● Directions for this task:
Every record must be retyped as it stands.

● Task material:
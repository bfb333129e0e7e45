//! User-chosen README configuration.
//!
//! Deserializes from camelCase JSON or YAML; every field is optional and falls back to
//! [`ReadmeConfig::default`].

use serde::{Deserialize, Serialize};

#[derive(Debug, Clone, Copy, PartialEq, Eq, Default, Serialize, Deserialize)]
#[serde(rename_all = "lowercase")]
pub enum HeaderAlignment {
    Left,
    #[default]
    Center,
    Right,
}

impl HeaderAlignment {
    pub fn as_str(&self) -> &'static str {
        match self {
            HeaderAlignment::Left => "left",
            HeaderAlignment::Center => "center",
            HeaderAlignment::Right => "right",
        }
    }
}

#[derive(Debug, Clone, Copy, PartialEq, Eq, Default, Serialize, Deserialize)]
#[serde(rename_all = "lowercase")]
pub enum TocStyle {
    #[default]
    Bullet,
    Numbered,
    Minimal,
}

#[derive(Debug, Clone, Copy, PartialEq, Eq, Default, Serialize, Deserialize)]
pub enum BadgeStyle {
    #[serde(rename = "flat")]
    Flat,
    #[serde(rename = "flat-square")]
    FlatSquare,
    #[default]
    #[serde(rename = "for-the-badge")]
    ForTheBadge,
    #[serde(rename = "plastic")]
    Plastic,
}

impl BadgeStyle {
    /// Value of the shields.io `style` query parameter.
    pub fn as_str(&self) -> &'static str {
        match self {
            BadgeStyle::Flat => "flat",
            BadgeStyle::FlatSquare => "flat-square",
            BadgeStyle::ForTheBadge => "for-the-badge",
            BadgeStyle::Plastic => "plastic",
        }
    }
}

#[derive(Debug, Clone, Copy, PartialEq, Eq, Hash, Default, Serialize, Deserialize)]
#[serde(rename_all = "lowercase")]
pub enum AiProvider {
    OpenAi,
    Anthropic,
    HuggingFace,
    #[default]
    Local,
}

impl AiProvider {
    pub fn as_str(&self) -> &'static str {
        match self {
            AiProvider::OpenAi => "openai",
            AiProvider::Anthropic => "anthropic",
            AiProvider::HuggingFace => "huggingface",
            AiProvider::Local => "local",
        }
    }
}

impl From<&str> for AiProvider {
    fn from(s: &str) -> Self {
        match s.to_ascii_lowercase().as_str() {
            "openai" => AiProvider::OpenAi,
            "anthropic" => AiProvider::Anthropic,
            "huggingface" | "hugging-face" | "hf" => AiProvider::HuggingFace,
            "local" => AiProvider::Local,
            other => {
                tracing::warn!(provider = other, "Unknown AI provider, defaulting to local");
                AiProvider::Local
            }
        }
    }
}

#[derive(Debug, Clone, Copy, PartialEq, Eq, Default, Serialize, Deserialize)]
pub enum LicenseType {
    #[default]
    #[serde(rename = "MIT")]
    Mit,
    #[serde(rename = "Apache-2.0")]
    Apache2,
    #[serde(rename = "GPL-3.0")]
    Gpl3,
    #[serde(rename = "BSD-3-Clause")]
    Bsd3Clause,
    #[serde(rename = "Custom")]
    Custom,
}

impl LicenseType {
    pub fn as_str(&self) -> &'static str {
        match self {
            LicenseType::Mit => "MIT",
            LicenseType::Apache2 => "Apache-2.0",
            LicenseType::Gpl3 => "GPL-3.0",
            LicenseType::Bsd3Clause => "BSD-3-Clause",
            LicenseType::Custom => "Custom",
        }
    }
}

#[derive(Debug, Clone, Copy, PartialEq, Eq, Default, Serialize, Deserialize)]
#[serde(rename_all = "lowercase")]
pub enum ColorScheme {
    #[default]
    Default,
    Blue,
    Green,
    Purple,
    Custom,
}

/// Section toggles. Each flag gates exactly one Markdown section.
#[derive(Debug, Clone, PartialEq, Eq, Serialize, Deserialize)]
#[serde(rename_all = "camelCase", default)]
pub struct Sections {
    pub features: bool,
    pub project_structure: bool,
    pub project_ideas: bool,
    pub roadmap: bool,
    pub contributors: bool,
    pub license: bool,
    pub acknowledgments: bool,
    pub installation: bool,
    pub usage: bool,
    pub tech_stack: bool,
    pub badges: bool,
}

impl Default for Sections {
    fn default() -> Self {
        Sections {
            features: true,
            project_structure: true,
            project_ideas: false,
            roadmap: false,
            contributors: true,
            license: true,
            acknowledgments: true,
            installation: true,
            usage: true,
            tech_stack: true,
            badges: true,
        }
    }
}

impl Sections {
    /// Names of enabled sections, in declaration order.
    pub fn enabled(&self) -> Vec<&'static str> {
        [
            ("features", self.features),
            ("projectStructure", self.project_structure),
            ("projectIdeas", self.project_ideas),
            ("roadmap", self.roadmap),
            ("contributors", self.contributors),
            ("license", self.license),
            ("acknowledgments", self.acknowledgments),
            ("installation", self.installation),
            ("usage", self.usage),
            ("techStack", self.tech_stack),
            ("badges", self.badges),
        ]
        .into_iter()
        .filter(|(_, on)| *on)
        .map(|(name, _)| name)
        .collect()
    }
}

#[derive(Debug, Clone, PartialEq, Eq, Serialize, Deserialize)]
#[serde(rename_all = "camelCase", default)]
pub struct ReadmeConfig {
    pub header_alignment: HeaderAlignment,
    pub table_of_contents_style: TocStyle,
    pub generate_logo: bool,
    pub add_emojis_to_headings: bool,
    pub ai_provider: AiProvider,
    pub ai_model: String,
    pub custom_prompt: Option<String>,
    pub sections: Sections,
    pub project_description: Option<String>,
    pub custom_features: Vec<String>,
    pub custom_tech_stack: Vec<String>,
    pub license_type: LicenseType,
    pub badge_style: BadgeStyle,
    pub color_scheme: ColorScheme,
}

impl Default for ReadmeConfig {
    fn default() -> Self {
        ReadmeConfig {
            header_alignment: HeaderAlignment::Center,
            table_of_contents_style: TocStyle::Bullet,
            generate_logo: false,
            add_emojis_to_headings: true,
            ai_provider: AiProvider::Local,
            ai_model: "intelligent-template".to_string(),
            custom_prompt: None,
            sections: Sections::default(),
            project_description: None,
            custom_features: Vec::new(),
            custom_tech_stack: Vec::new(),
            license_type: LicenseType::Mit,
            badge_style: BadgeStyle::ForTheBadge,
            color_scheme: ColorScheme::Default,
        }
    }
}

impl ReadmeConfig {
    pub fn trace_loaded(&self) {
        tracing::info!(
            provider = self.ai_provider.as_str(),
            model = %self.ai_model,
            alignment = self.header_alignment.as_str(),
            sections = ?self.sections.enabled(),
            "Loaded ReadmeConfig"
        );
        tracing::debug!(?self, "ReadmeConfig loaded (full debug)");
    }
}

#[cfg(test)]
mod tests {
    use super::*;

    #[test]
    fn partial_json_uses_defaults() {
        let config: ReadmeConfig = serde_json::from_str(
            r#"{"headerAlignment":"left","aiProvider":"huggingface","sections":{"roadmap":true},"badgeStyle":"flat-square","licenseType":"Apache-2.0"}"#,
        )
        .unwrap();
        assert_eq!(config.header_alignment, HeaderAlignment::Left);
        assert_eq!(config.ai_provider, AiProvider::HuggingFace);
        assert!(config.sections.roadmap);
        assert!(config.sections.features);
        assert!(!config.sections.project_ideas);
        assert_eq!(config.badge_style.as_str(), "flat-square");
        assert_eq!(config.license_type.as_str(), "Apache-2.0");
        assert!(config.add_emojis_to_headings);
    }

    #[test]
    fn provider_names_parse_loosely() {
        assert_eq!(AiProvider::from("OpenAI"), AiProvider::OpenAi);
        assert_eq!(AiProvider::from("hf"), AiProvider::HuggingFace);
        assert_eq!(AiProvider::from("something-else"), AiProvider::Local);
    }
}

● Answer section:
repository bfb333129e0e7e45
//! User-chosen README configuration.
//!
//! Deserializes from camelCase JSON or YAML; every field is optional and falls back to
//! [`ReadmeConfig::default`].

use serde::{Deserialize, Serialize};

#[derive(Debug, Clone, Copy, PartialEq, Eq, Default, Serialize, Deserialize)]
#[serde(rename_all = "lowercase")]
pub enum HeaderAlignment {
    Left,
    #[default]
    Center,
    Right,
}

impl HeaderAlignment {
    pub fn as_str(&self) -> &'static str {
        match self {
            HeaderAlignment::Left => "left",
            HeaderAlignment::Center => "center",
            HeaderAlignment::Right => "right",
        }
    }
}

#[derive(Debug, Clone, Copy, PartialEq, Eq, Default, Serialize, Deserialize)]
#[serde(rename_all = "lowercase")]
pub enum TocStyle {
    #[default]
    Bullet,
    Numbered,
    Minimal,
}

#[derive(Debug, Clone, Copy, PartialEq, Eq, Default, Serialize, Deserialize)]
pub enum BadgeStyle {
    #[serde(rename = "flat")]
    Flat,
    #[serde(rename = "flat-square")]
    FlatSquare,
    #[default]
    #[serde(rename = "for-the-badge")]
    ForTheBadge,
    #[serde(rename = "plastic")]
    Plastic,
}

impl BadgeStyle {
    /// Value of the shields.io `style` query parameter.
    pub fn as_str(&self) -> &'static str {
        match self {
            BadgeStyle::Flat => "flat",
            BadgeStyle::FlatSquare => "flat-square",
            BadgeStyle::ForTheBadge => "for-the-badge",
            BadgeStyle::Plastic => "plastic",
        }
    }
}

#[derive(Debug, Clone, Copy, PartialEq, Eq, Hash, Default, Serialize, Deserialize)]
#[serde(rename_all = "lowercase")]
pub enum AiProvider {
    OpenAi,
    Anthropic,
    HuggingFace,
    #[default]
    Local,
}

impl AiProvider {
    pub fn as_str(&self) -> &'static str {
        match self {
            AiProvider::OpenAi => "openai",
            AiProvider::Anthropic => "anthropic",
            AiProvider::HuggingFace => "huggingface",
            AiProvider::Local => "local",
        }
    }
}

impl From<&str> for AiProvider {
    fn from(s: &str) -> Self {
        match s.to_ascii_lowercase().as_str() {
            "openai" => AiProvider::OpenAi,
            "anthropic" => AiProvider::Anthropic,
            "huggingface" | "hugging-face" | "hf" => AiProvider::HuggingFace,
            "local" => AiProvider::Local,
            other => {
                tracing::warn!(provider = other, "Unknown AI provider, defaulting to local");
                AiProvider::Local
            }
        }
    }
}

#[derive(Debug, Clone, Copy, PartialEq, Eq, Default, Serialize, Deserialize)]
pub enum LicenseType {
    #[default]
    #[serde(rename = "MIT")]
    Mit,
    #[serde(rename = "Apache-2.0")]
    Apache2,
    #[serde(rename = "GPL-3.0")]
    Gpl3,
    #[serde(rename = "BSD-3-Clause")]
    Bsd3Clause,
    #[serde(rename = "Custom")]
    Custom,
}

impl LicenseType {
    pub fn as_str(&self) -> &'static str {
        match self {
            LicenseType::Mit => "MIT",
            LicenseType::Apache2 => "Apache-2.0",
            LicenseType::Gpl3 => "GPL-3.0",
            LicenseType::Bsd3Clause => "BSD-3-Clause",
            LicenseType::Custom => "Custom",
        }
    }
}

#[derive(Debug, Clone, Copy, PartialEq, Eq, Default, Serialize, Deserialize)]
#[serde(rename_all = "lowercase")]
pub enum ColorScheme {
    #[default]
    Default,
    Blue,
    Green,
    Purple,
    Custom,
}

/// Section toggles. Each flag gates exactly one Markdown section.
#[derive(Debug, Clone, PartialEq, Eq, Serialize, Deserialize)]
#[serde(rename_all = "camelCase", default)]
pub struct Sections {
    pub features: bool,
    pub project_structure: bool,
    pub project_ideas: bool,
    pub roadmap: bool,
    pub contributors: bool,
    pub license: bool,
    pub acknowledgments: bool,
    pub installation: bool,
    pub usage: bool,
    pub tech_stack: bool,
    pub badges: bool,
}

impl Default for Sections {
    fn default() -> Self {
        Sections {
            features: true,
            project_structure: true,
            project_ideas: false,
            roadmap: false,
            contributors: true,
            license: true,
            acknowledgments: true,
            installation: true,
            usage: true,
            tech_stack: true,
            badges: true,
        }
    }
}

impl Sections {
    /// Names of enabled sections, in declaration order.
    pub fn enabled(&self) -> Vec<&'static str> {
        [
            ("features", self.features),
            ("projectStructure", self.project_structure),
            ("projectIdeas", self.project_ideas),
            ("roadmap", self.roadmap),
            ("contributors", self.contributors),
            ("license", self.license),
            ("acknowledgments", self.acknowledgments),
            ("installation", self.installation),
            ("usage", self.usage),
            ("techStack", self.tech_stack),
            ("badges", self.badges),
        ]
        .into_iter()
        .filter(|(_, on)| *on)
        .map(|(name, _)| name)
        .collect()
    }
}

#[derive(Debug, Clone, PartialEq, Eq, Serialize, Deserialize)]
#[serde(rename_all = "camelCase", default)]
pub struct ReadmeConfig {
    pub header_alignment: HeaderAlignment,
    pub table_of_contents_style: TocStyle,
    pub generate_logo: bool,
    pub add_emojis_to_headings: bool,
    pub ai_provider: AiProvider,
    pub ai_model: String,
    pub custom_prompt: Option<String>,
    pub sections: Sections,
    pub project_description: Option<String>,
    pub custom_features: Vec<String>,
    pub custom_tech_stack: Vec<String>,
    pub license_type: LicenseType,
    pub badge_style: BadgeStyle,
    pub color_scheme: ColorScheme,
}

impl Default for ReadmeConfig {
    fn default() -> Self {
        ReadmeConfig {
            header_alignment: HeaderAlignment::Center,
            table_of_contents_style: TocStyle::Bullet,
            generate_logo: false,
            add_emojis_to_headings: true,
            ai_provider: AiProvider::Local,
            ai_model: "intelligent-template".to_string(),
            custom_prompt: None,
            sections: Sections::default(),
            project_description: None,
            custom_features: Vec::new(),
            custom_tech_stack: Vec::new(),
            license_type: LicenseType::Mit,
            badge_style: BadgeStyle::ForTheBadge,
            color_scheme: ColorScheme::Default,
        }
    }
}

impl ReadmeConfig {
    pub fn trace_loaded(&self) {
        tracing::info!(
            provider = self.ai_provider.as_str(),
            model = %self.ai_model,
            alignment = self.header_alignment.as_str(),
            sections = ?self.sections.enabled(),
            "Loaded ReadmeConfig"
        );
        tracing::debug!(?self, "ReadmeConfig loaded (full debug)");
    }
}

#[cfg(test)]
mod tests {
    use super::*;

    #[test]
    fn partial_json_uses_defaults() {
        let config: ReadmeConfig = serde_json::from_str(
            r#"{"headerAlignment":"left","aiProvider":"huggingface","sections":{"roadmap":true},"badgeStyle":"flat-square","licenseType":"Apache-2.0"}"#,
        )
        .unwrap();
        assert_eq!(config.header_alignment, HeaderAlignment::Left);
        assert_eq!(config.ai_provider, AiProvider::HuggingFace);
        assert!(config.sections.roadmap);
        assert!(config.sections.features);
        assert!(!config.sections.project_ideas);
        assert_eq!(config.badge_style.as_str(), "flat-square");
        assert_eq!(config.license_type.as_str(), "Apache-2.0");
        assert!(config.add_emojis_to_headings);
    }

    #[test]
    fn provider_names_parse_loosely() {
        assert_eq!(AiProvider::from("OpenAI"), AiProvider::OpenAi);
        assert_eq!(AiProvider::from("hf"), AiProvider::HuggingFace);
        assert_eq!(AiProvider::from("something-else"), AiProvider::Local);
    }
}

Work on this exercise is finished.